[[ Exercise input, beginning ]]

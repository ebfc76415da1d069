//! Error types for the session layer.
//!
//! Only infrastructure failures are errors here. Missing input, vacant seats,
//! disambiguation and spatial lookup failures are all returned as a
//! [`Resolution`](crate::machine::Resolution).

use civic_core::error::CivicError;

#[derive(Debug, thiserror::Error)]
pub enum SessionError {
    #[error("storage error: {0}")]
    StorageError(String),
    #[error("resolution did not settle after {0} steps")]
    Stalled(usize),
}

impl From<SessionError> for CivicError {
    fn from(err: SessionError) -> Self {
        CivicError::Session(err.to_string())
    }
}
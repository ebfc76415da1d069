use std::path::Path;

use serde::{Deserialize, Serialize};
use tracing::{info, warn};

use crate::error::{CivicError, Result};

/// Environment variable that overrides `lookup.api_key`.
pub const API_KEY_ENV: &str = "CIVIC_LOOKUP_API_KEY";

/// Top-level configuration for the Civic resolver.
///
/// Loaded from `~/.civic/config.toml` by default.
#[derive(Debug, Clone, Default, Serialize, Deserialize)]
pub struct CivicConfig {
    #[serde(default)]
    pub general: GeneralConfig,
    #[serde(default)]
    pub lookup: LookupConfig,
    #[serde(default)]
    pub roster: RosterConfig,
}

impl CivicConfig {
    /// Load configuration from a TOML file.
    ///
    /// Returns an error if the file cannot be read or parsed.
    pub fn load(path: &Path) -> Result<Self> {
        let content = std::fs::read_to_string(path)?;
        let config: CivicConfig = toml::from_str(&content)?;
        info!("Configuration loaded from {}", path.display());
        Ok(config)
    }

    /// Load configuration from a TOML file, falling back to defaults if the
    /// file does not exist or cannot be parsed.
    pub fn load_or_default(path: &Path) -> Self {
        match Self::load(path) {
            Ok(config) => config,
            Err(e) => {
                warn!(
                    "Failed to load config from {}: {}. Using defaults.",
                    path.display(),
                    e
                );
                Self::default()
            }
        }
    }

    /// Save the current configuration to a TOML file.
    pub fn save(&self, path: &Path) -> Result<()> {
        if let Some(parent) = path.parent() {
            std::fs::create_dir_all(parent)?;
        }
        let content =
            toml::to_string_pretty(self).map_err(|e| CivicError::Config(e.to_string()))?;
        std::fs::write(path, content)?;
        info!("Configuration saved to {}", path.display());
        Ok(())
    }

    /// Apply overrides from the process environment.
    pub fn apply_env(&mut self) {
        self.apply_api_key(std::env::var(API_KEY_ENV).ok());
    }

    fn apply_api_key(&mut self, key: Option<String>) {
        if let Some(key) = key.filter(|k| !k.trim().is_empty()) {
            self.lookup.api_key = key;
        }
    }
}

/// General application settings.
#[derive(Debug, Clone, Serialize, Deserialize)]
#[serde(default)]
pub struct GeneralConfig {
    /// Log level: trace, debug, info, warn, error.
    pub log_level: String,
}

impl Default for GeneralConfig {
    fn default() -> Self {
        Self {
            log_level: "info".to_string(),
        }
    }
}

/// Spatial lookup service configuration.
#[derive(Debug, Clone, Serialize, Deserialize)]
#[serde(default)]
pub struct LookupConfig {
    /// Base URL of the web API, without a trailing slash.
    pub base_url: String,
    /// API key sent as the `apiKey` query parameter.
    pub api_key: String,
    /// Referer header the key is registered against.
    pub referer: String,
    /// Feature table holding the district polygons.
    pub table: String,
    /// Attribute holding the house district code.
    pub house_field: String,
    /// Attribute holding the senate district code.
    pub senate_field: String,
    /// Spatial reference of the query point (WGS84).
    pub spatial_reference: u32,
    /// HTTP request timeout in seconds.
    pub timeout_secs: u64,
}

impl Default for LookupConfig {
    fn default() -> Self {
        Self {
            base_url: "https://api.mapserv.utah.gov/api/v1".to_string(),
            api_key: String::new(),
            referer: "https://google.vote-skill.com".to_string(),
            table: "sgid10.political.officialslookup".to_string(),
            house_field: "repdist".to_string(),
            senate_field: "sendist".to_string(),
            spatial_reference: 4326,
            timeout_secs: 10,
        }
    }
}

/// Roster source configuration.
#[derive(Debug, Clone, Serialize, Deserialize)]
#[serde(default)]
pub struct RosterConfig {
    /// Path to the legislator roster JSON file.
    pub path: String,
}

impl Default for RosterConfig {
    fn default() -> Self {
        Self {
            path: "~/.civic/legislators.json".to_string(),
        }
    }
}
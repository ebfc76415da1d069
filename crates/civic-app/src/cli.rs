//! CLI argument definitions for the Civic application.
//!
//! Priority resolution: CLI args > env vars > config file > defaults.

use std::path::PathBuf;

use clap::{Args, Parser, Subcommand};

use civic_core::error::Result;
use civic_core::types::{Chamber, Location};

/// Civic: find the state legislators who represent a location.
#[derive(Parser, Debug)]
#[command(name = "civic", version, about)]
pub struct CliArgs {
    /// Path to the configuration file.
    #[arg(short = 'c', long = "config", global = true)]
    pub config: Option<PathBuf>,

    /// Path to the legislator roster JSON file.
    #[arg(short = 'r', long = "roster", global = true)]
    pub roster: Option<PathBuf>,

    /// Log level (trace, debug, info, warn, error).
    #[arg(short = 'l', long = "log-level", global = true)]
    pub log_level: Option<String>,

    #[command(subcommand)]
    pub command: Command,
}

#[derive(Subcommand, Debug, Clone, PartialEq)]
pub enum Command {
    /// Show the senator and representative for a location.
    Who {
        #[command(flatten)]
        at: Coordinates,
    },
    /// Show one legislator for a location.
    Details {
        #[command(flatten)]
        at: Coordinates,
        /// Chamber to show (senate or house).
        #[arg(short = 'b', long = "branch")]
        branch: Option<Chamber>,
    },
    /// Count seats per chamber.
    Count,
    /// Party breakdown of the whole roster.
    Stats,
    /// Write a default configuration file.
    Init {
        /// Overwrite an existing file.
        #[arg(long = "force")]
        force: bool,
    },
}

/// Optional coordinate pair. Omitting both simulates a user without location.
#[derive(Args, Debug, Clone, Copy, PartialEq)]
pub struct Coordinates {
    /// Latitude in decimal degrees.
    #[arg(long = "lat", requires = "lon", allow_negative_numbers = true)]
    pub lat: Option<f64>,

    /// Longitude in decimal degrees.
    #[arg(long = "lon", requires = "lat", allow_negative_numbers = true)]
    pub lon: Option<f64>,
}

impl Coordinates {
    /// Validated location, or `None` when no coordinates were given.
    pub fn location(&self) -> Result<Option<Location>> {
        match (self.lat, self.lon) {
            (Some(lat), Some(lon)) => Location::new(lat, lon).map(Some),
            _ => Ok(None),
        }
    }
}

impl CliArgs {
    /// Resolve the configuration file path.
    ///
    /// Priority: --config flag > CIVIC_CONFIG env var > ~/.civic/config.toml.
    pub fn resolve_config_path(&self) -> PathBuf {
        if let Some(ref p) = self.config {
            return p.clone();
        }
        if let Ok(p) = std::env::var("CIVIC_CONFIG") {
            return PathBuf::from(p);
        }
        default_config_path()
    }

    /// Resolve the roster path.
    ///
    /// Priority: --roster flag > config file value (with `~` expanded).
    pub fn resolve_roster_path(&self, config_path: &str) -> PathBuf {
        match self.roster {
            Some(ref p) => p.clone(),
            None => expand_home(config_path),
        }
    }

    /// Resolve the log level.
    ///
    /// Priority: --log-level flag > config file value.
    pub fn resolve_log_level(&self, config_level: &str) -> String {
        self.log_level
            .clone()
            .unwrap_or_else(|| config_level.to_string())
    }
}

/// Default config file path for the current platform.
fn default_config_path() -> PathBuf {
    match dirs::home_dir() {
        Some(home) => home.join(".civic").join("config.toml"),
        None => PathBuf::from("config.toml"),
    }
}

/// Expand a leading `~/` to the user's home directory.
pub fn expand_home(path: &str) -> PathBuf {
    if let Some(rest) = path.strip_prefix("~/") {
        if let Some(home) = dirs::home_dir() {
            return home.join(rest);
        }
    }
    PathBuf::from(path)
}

[[ Exercise input, end ]]

About this task: Of the entries above, repeat exactly the lines between the line with "pub struct CivicConfig" and the line with "let config: CivicConfig", inclusive, and no others.

Answer for this exercise:
pub struct CivicConfig {
    #[serde(default)]
    pub general: GeneralConfig,
    #[serde(default)]
    pub lookup: LookupConfig,
    #[serde(default)]
    pub roster: RosterConfig,
}

impl CivicConfig {
    /// Load configuration from a TOML file.
    ///
    /// Returns an error if the file cannot be read or parsed.
    pub fn load(path: &Path) -> Result<Self> {
        let content = std::fs::read_to_string(path)?;
        let config: CivicConfig = toml::from_str(&content)?;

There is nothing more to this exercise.